Thanks for the information
 
Tedebear said:
On a classic clinical presentation, how do you distinguish Diverculitis, Diverticulosis, and Ulcerative Colitis? Don't they all present with Left Lower Quadrant pain on an NBME/USMLE exam?

Thanks for the information

-osis is just the presence of diverticuli. It's generally asymptomatic until....

-itis, which is an infection of said -osis. Leukocytosis, left shift and fever are commonly seen (+guarding, tendeness....)

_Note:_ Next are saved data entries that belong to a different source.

//! Business day adjustment: a convention paired with a calendar reference.

use serde::{Deserialize, Serialize};
use std::fmt;

use super::{BusinessDayAdjuster, BusinessDayConvention, HolidayCalendarId};
use crate::error::{TenorError, TenorResult};
use crate::reference_data::ReferenceData;
use crate::types::Date;

/// An adjustment that alters a date if it falls on a day other than a business day.
///
/// Combines a [`BusinessDayConvention`] with a [`HolidayCalendarId`]. The id
/// is only a reference; the calendar is looked up from [`ReferenceData`]
/// when the adjustment is applied or resolved.
///
/// Equality and hashing are structural, by convention and calendar id.
/// Deserialization applies the same checks as the builder.
///
/// # Example
///
/// ```rust
/// use tenor_core::calendars::{BusinessDayAdjustment, BusinessDayConvention, HolidayCalendarId};
/// use tenor_core::reference_data::ImmutableReferenceData;
/// use tenor_core::types::Date;
///
/// let adjustment = BusinessDayAdjustment::of(
///     BusinessDayConvention::ModifiedFollowing,
///     HolidayCalendarId::SAT_SUN,
/// );
/// let ref_data = ImmutableReferenceData::standard();
///
/// let adjuster = adjustment.resolve(&ref_data).unwrap();
/// let saturday = Date::from_ymd(2015, 8, 22).unwrap();
/// assert_eq!(adjuster.adjust(saturday), Date::from_ymd(2015, 8, 24).unwrap());
/// assert_eq!(adjustment.to_string(), "ModifiedFollowing using calendar SatSun");
/// ```
#[derive(Debug, Clone, PartialEq, Eq, Hash, Serialize, Deserialize)]
#[serde(try_from = "AdjustmentFields")]
pub struct BusinessDayAdjustment {
    /// The convention used to adjust the date if it does not fall on a business day.
    convention: BusinessDayConvention,
    /// The calendar that defines holidays and business days.
    calendar: HolidayCalendarId,
}

impl BusinessDayAdjustment {
    /// An instance that performs no adjustment.
    pub const NONE: Self = Self {
        convention: BusinessDayConvention::NoAdjust,
        calendar: HolidayCalendarId::NO_HOLIDAYS,
    };

    /// Creates an adjustment from a convention and a calendar reference.
    pub fn of(convention: BusinessDayConvention, calendar: impl Into<HolidayCalendarId>) -> Self {
        Self {
            convention,
            calendar: calendar.into(),
        }
    }

    /// Returns a builder for an adjustment.
    #[must_use]
    pub fn builder() -> BusinessDayAdjustmentBuilder {
        BusinessDayAdjustmentBuilder::default()
    }

    /// Returns the convention.
    #[must_use]
    pub fn convention(&self) -> BusinessDayConvention {
        self.convention
    }

    /// Returns the calendar reference.
    #[must_use]
    pub fn calendar(&self) -> &HolidayCalendarId {
        &self.calendar
    }

    /// Returns true if this is the no-adjustment instance.
    #[must_use]
    pub fn is_none(&self) -> bool {
        *self == Self::NONE
    }

    /// Adjusts the date as necessary if it is not a business day.
    ///
    /// The calendar is looked up on every call. When adjusting many dates,
    /// [`resolve`](Self::resolve) once and use the returned adjuster instead.
    ///
    /// # Errors
    ///
    /// Returns `TenorError::UnknownReference` if the reference data does not
    /// contain the calendar.
    pub fn adjust(&self, date: Date, ref_data: &dyn ReferenceData) -> TenorResult<Date> {
        let calendar = ref_data.holiday_calendar(&self.calendar)?;
        Ok(self.convention.adjust(date, calendar.as_ref()))
    }

    /// Resolves this adjustment using the reference data, returning an adjuster
    /// bound to the concrete calendar.
    ///
    /// # Errors
    ///
    /// Returns `TenorError::UnknownReference` if the reference data does not
    /// contain the calendar.
    pub fn resolve(&self, ref_data: &dyn ReferenceData) -> TenorResult<BusinessDayAdjuster> {
        let calendar = ref_data.holiday_calendar(&self.calendar)?;
        tracing::trace!(adjustment = %self, "resolved business day adjustment");
        Ok(BusinessDayAdjuster::new(self.convention, calendar))
    }

    /// Resolves this adjustment into a plain date function.
    ///
    /// # Errors
    ///
    /// Returns `TenorError::UnknownReference` if the reference data does not
    /// contain the calendar.
    pub fn to_date_adjuster(
        &self,
        ref_data: &dyn ReferenceData,
    ) -> TenorResult<impl Fn(Date) -> Date + Send + Sync + Clone> {
        let adjuster = self.resolve(ref_data)?;
        Ok(move |date| adjuster.adjust(date))
    }
}

impl Default for BusinessDayAdjustment {
    fn default() -> Self {
        Self::NONE
    }
}

impl fmt::Display for BusinessDayAdjustment {
    fn fmt(&self, f: &mut fmt::Formatter<'_>) -> fmt::Result {
        if self.is_none() {
            return write!(f, "{}", self.convention);
        }
        write!(f, "{} using calendar {}", self.convention, self.calendar)
    }
}

/// Builder for [`BusinessDayAdjustment`].
///
/// Both the convention and the calendar must be supplied.
#[derive(Debug, Clone, Default)]
pub struct BusinessDayAdjustmentBuilder {
    convention: Option<BusinessDayConvention>,
    calendar: Option<HolidayCalendarId>,
}

impl BusinessDayAdjustmentBuilder {
    /// Sets the convention.
    #[must_use]
    pub fn convention(mut self, convention: BusinessDayConvention) -> Self {
        self.convention = Some(convention);
        self
    }

    /// Sets the calendar reference.
    #[must_use]
    pub fn calendar(mut self, calendar: impl Into<HolidayCalendarId>) -> Self {
        self.calendar = Some(calendar.into());
        self
    }

    /// Builds the adjustment.
    ///
    /// # Errors
    ///
    /// Returns `TenorError::MissingArgument` if the convention or calendar is
    /// absent, or if the calendar name is blank.
    pub fn build(self) -> TenorResult<BusinessDayAdjustment> {
        let convention = self
            .convention
            .ok_or_else(|| TenorError::missing_argument("convention"))?;
        let calendar = self
            .calendar
            .filter(|id| !id.name().trim().is_empty())
            .ok_or_else(|| TenorError::missing_argument("calendar"))?;
        Ok(BusinessDayAdjustment {
            convention,
            calendar,
        })
    }
}

/// Serialized form of [`BusinessDayAdjustment`], validated by the builder.
#[derive(Deserialize)]
struct AdjustmentFields {
    convention: Option<BusinessDayConvention>,
    calendar: Option<HolidayCalendarId>,
}

impl TryFrom<AdjustmentFields> for BusinessDayAdjustment {
    type Error = TenorError;

    fn try_from(fields: AdjustmentFields) -> TenorResult<Self> {
        BusinessDayAdjustmentBuilder {
            convention: fields.convention,
            calendar: fields.calendar,
        }
        .build()
    }
}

UC is a mucosal+submucosal inflammation that involves the rectum, and a continuous segment of the large bowel. Often w/o fever, but w/blood in stool. Check for E nodosum, ANCAs. Diagnose with a colonoscopy. Ddx from Crohn = not transmural, no fistulas
 
Just wanted to add some stuff from Goljan audio in his own words:

"Diverticulosis - u have huge bleeding from the rectum (hematechezia), this is not the same thing as blood coated stools (that's internal hemmorhoids). Blood is actually dripping down.

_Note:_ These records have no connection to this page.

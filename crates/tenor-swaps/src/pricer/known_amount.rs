//! Discounting pricer for known amount payment periods.

use tenor_core::TenorResult;

use super::PaymentPeriodPricer;
use crate::explain::{ExplainKey, ExplainMapBuilder};
use crate::periods::KnownAmountPaymentPeriod;
use crate::rates_provider::RatesProvider;
use crate::sensitivity::{PointSensitivities, PointSensitivity};

/// Prices a [`KnownAmountPaymentPeriod`] by discounting the payment.
///
/// The amount does not depend on any rate, so pvbp and accrued interest are
/// zero and the only sensitivity is to discounting.
#[derive(Debug, Clone, Copy, Default)]
pub struct DiscountingKnownAmountPaymentPeriodPricer;

impl DiscountingKnownAmountPaymentPeriodPricer {
    /// The default instance.
    pub const DEFAULT: Self = Self;

    fn is_paid(period: &KnownAmountPaymentPeriod, provider: &dyn RatesProvider) -> bool {
        period.payment_date() < provider.valuation_date()
    }
}

impl PaymentPeriodPricer<KnownAmountPaymentPeriod> for DiscountingKnownAmountPaymentPeriodPricer {
    fn present_value(
        &self,
        period: &KnownAmountPaymentPeriod,
        provider: &dyn RatesProvider,
    ) -> TenorResult<f64> {
        if Self::is_paid(period, provider) {
            return Ok(0.0);
        }
        let df = provider.discount_factor(period.currency(), period.payment_date())?;
        Ok(period.amount_f64() * df)
    }

    fn forecast_value(
        &self,
        period: &KnownAmountPaymentPeriod,
        provider: &dyn RatesProvider,
    ) -> TenorResult<f64> {
        if Self::is_paid(period, provider) {
            return Ok(0.0);
        }
        Ok(period.amount_f64())
    }

    fn pvbp(&self, _period: &KnownAmountPaymentPeriod, _provider: &dyn RatesProvider) -> TenorResult<f64> {
        Ok(0.0)
    }

    fn present_value_sensitivity(
        &self,
        period: &KnownAmountPaymentPeriod,
        provider: &dyn RatesProvider,
    ) -> TenorResult<PointSensitivities> {
        if Self::is_paid(period, provider) {
            return Ok(PointSensitivities::empty());
        }
        let pv = self.present_value(period, provider)?;
        Ok(PointSensitivity::ZeroRate {
            currency: period.currency(),
            date: period.payment_date(),
            sensitivity: -provider.relative_time(period.payment_date()) * pv,
        }
        .into())
    }

    fn forecast_value_sensitivity(
        &self,
        _period: &KnownAmountPaymentPeriod,
        _provider: &dyn RatesProvider,
    ) -> TenorResult<PointSensitivities> {
        Ok(PointSensitivities::empty())
    }

    fn pvbp_sensitivity(
        &self,
        _period: &KnownAmountPaymentPeriod,
        _provider: &dyn RatesProvider,
    ) -> TenorResult<PointSensitivities> {
        Ok(PointSensitivities::empty())
    }

    fn accrued_interest(
        &self,
        _period: &KnownAmountPaymentPeriod,
        _provider: &dyn RatesProvider,
    ) -> TenorResult<f64> {
        Ok(0.0)
    }

    fn explain_present_value(
        &self,
        period: &KnownAmountPaymentPeriod,
        provider: &dyn RatesProvider,
        builder: &mut ExplainMapBuilder,
    ) -> TenorResult<()> {
        let df = if Self::is_paid(period, provider) {
            None
        } else {
            Some(provider.discount_factor(period.currency(), period.payment_date())?)
        };

        builder
            .put(ExplainKey::EntryType, "KnownAmountPaymentPeriod")
            .put(ExplainKey::PaymentDate, period.payment_date())
            .put(ExplainKey::StartDate, period.start_date())
            .put(ExplainKey::EndDate, period.end_date())
            .put(ExplainKey::Currency, period.currency());

        match df {
            Some(df) => builder
                .put(ExplainKey::DiscountFactor, df)
                .put(ExplainKey::ForecastValue, period.amount_f64())
                .put(ExplainKey::PresentValue, period.amount_f64() * df),
            None => builder
                .put(ExplainKey::ForecastValue, 0.0)
                .put(ExplainKey::PresentValue, 0.0),
        };
        Ok(())
    }
}

#[cfg(test)]
mod tests {
    use super::*;
    use crate::rates_provider::SimpleRatesProvider;
    use approx::assert_relative_eq;
    use rust_decimal_macros::dec;
    use tenor_core::types::{Currency, CurrencyAmount, Date, Payment};

    fn date(y: i32, m: u32, d: u32) -> Date {
        Date::from_ymd(y, m, d).unwrap()
    }

    fn period() -> KnownAmountPaymentPeriod {
        KnownAmountPaymentPeriod::of(
            Payment::of(CurrencyAmount::of(Currency::GBP, dec!(1000)), date(2015, 8, 21)),
            date(2015, 5, 19),
            date(2015, 8, 19),
        )
        .unwrap()
    }

    fn provider(valuation: Date) -> SimpleRatesProvider {
        SimpleRatesProvider::new(valuation).with_zero_rate(Currency::GBP, 0.01)
    }

    #[test]
    fn test_values() {
        let pricer = DiscountingKnownAmountPaymentPeriodPricer::DEFAULT;
        let provider = provider(date(2015, 1, 1));
        let df = provider.discount_factor(Currency::GBP, date(2015, 8, 21)).unwrap();

        assert_relative_eq!(pricer.forecast_value(&period(), &provider).unwrap(), 1000.0);
        assert_relative_eq!(pricer.present_value(&period(), &provider).unwrap(), 1000.0 * df, epsilon = 1e-9);
        assert_relative_eq!(pricer.pvbp(&period(), &provider).unwrap(), 0.0);
        assert_relative_eq!(pricer.accrued_interest(&period(), &provider).unwrap(), 0.0);
        assert!(pricer.forecast_value_sensitivity(&period(), &provider).unwrap().is_empty());
        assert!(pricer.pvbp_sensitivity(&period(), &provider).unwrap().is_empty());
    }

    #[test]
    fn test_present_value_sensitivity() {
        let pricer = DiscountingKnownAmountPaymentPeriodPricer::DEFAULT;
        let valuation = date(2015, 1, 1);
        let sens = pricer.present_value_sensitivity(&period(), &provider(valuation)).unwrap();
        assert_eq!(sens.size(), 1);

        let shift = 1e-7;
        let up = SimpleRatesProvider::new(valuation).with_zero_rate(Currency::GBP, 0.01 + shift);
        let down = SimpleRatesProvider::new(valuation).with_zero_rate(Currency::GBP, 0.01 - shift);
        let bumped = (pricer.present_value(&period(), &up).unwrap()
            - pricer.present_value(&period(), &down).unwrap())
            / (2.0 * shift);
        assert_relative_eq!(sens.total(), bumped, max_relative = 1e-6);
    }

    #[test]
    fn test_paid() {
        let pricer = DiscountingKnownAmountPaymentPeriodPricer::DEFAULT;
        let provider = provider(date(2015, 8, 22));

        assert_relative_eq!(pricer.present_value(&period(), &provider).unwrap(), 0.0);
        assert_relative_eq!(pricer.forecast_value(&period(), &provider).unwrap(), 0.0);
        assert!(pricer.present_value_sensitivity(&period(), &provider).unwrap().is_empty());

        let mut builder = ExplainMapBuilder::new();
        pricer.explain_present_value(&period(), &provider, &mut builder).unwrap();
        assert_eq!(builder.build().get_number(ExplainKey::PresentValue), Some(0.0));
    }

    #[test]
    fn test_payment_on_valuation_date_is_not_paid() {
        let pricer = DiscountingKnownAmountPaymentPeriodPricer::DEFAULT;
        let provider = provider(date(2015, 8, 21));
        assert_relative_eq!(pricer.present_value(&period(), &provider).unwrap(), 1000.0, epsilon = 1e-12);
    }

    #[test]
    fn test_failed_explain_writes_nothing() {
        let pricer = DiscountingKnownAmountPaymentPeriodPricer::DEFAULT;
        let no_curves = SimpleRatesProvider::new(date(2015, 1, 1));

        let mut builder = ExplainMapBuilder::new();
        let err = pricer
            .explain_present_value(&period(), &no_curves, &mut builder)
            .unwrap_err();
        assert!(matches!(err, tenor_core::TenorError::UnknownReference { .. }));
        assert!(builder.is_empty());
    }
}
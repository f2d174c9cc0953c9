//! Output formatting utilities.

use colored::Colorize;
use serde::Serialize;
use tabled::{
    settings::{object::Columns, Alignment, Modify, Style},
    Table, Tabled,
};

use crate::cli::OutputFormat;

/// Formats and prints rows based on the specified format.
pub fn print_output<T: Serialize + Tabled>(
    title: &str,
    data: &[T],
    format: OutputFormat,
) -> anyhow::Result<()> {
    match format {
        OutputFormat::Table => {
            print_header(title);
            print_table(data);
            Ok(())
        }
        OutputFormat::Json => print_json(data),
    }
}

/// Prints data as a formatted table.
fn print_table<T: Tabled>(data: &[T]) {
    if data.is_empty() {
        println!("No results.");
        return;
    }

    let table = Table::new(data)
        .with(Style::rounded())
        .with(Modify::new(Columns::first()).with(Alignment::left()))
        .to_string();

    println!("{table}");
}

/// Prints data as JSON.
fn print_json<T: Serialize>(data: &[T]) -> anyhow::Result<()> {
    println!("{}", serde_json::to_string_pretty(data)?);
    Ok(())
}

/// Prints a header for a section.
fn print_header(title: &str) {
    println!("\n{}", title.bold().underline());
}

/// Renders a yes/no flag for table cells.
pub fn yes_no(flag: &bool) -> String {
    if *flag { "yes" } else { "no" }.to_string()
}
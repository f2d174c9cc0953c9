//! Check command implementation.

use anyhow::Result;
use clap::Args;
use serde::Serialize;
use std::path::Path;
use tabled::Tabled;

use tenor_core::calendars::{HolidayCalendar, HolidayCalendarId};
use tenor_core::reference_data::ReferenceData;

use crate::cli::OutputFormat;
use crate::commands::{load_reference_data, parse_date};
use crate::output::{print_output, yes_no};

/// Arguments for the check command.
#[derive(Args, Debug)]
pub struct CheckArgs {
    /// Date to check (YYYY-MM-DD)
    pub date: String,

    /// Holiday calendar id
    #[arg(short = 'k', long, default_value = "SatSun")]
    pub calendar: String,
}

/// Result of a business day check.
#[derive(Debug, Clone, Serialize, Tabled)]
pub struct BusinessDayCheck {
    #[tabled(rename = "Date")]
    pub date: String,
    #[tabled(rename = "Calendar")]
    pub calendar: String,
    #[tabled(rename = "Business Day", display_with = "yes_no")]
    pub business_day: bool,
    #[tabled(rename = "Previous")]
    pub previous: String,
    #[tabled(rename = "Next")]
    pub next: String,
}

/// Executes the check command.
pub fn execute(args: CheckArgs, calendars: Option<&Path>, format: OutputFormat) -> Result<()> {
    let date = parse_date(&args.date)?;
    let ref_data = load_reference_data(calendars)?;
    let calendar = ref_data.holiday_calendar(&HolidayCalendarId::of(args.calendar))?;

    let row = BusinessDayCheck {
        date: date.to_string(),
        calendar: calendar.name().to_string(),
        business_day: calendar.is_business_day(date),
        previous: calendar.previous(date).to_string(),
        next: calendar.next(date).to_string(),
    };

    print_output("Business day check", &[row], format)
}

hematachezia is not seen in diverticulitis cuz the outpouching sac is close to the vessel and it gets scarred off so no massive bleeding. In divertulososis, the vessel is in intact so it gets eroded and u get a 600ml bleed. "
 
Diverticulitis is basically an inflammation of the diverticula. Usually caused by fecoliths and subsequent decrease in blood flow which results in perforation. Depending on the size of the perf, it can either be a localized infxn or peritonitis. Usually present with LLQ pain, occasional palpable mass, +/- peritoneal signs, fever/leukocytosis. They do not bleed (i.e. no hematochezia) but in some cases the FOBT is +

Diverticulosis manifests as a bleed secondary to erosion. Most likely bleed from the right side, although more diverticula are on the left. The can bleed minimally, but can also bleed to the point of requiring transfusions and even angiography. PE is usually negative. Basically very difficult to diagnose diverticulosis just based on history for other things can lead to similar bleeding (i.e AVMs.)

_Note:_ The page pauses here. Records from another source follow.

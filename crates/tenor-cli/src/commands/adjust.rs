//! Adjust command implementation.
//!
//! Adjusts dates to business days using a convention and a holiday calendar.

use anyhow::Result;
use clap::Args;
use serde::Serialize;
use std::path::Path;
use tabled::Tabled;

use tenor_core::calendars::{BusinessDayAdjustment, HolidayCalendarId};

use crate::cli::OutputFormat;
use crate::commands::{load_reference_data, parse_convention, parse_date};
use crate::output::{print_output, yes_no};

/// Arguments for the adjust command.
#[derive(Args, Debug)]
pub struct AdjustArgs {
    /// Dates to adjust (YYYY-MM-DD)
    #[arg(required = true)]
    pub dates: Vec<String>,

    /// Business day convention (name or code, e.g. Following, MF)
    #[arg(short = 'c', long, default_value = "Following")]
    pub convention: String,

    /// Holiday calendar id; combine with '+', e.g. GBLO+USNY
    #[arg(short = 'k', long, default_value = "SatSun")]
    pub calendar: String,
}

/// A single adjusted date.
#[derive(Debug, Clone, Serialize, Tabled)]
pub struct AdjustedDate {
    #[tabled(rename = "Date")]
    pub date: String,
    #[tabled(rename = "Adjusted")]
    pub adjusted: String,
    #[tabled(rename = "Moved", display_with = "yes_no")]
    pub moved: bool,
}

/// Executes the adjust command.
pub fn execute(args: AdjustArgs, calendars: Option<&Path>, format: OutputFormat) -> Result<()> {
    let adjustment = BusinessDayAdjustment::builder()
        .convention(parse_convention(&args.convention)?)
        .calendar(HolidayCalendarId::of(args.calendar))
        .build()?;
    let ref_data = load_reference_data(calendars)?;
    let adjuster = adjustment.resolve(&ref_data)?;
    tracing::debug!(%adjustment, dates = args.dates.len(), "adjusting dates");

    let rows = args
        .dates
        .iter()
        .map(|text| {
            let date = parse_date(text)?;
            let adjusted = adjuster.adjust(date);
            Ok(AdjustedDate {
                date: date.to_string(),
                adjusted: adjusted.to_string(),
                moved: adjusted != date,
            })
        })
        .collect::<Result<Vec<_>>>()?;

    print_output(&format!("Adjusted dates: {adjustment}"), &rows, format)
}
//! CLI error types.

use thiserror::Error;

use tenor_core::TenorError;

/// CLI error type.
#[derive(Debug, Error)]
pub enum CliError {
    /// Invalid date format.
    #[error("Invalid date format: {0}. Use YYYY-MM-DD.")]
    InvalidDate(String),

    /// Unrecognized business day convention.
    #[error("Invalid convention: {0}. Use one of NoAdjust, Following, ModifiedFollowing, Preceding, ModifiedPreceding, Nearest.")]
    InvalidConvention(String),

    /// Error from the library.
    #[error(transparent)]
    Tenor(#[from] TenorError),
}

/// CLI result type.
pub type CliResult<T> = Result<T, CliError>;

Ulcerative colitis can also present with blood, usually with a bloody diarrhea associated with tenesmus and crampy abd pain. Usually presenting in younger individuals, as opposed to diverticular disease - which most likely occurs in more aged individuals. UC can present along with extraintestinal manifestations of IBD i.e. E. nodosum, P. gangrenosum, iritis, arthritis, etc.

60yo man w/ h/o constipation now febrile with LLQ pain should ring a bell for diverticulitis.

72yo woman with episode of painless BRPPR with a crit drop of 6 should make you consider diverticulosis.

26yo man w/ a 3wk h/o bloody diarrhea, urgency, and crampy abdominal pain should make you consider IBD as a major cause.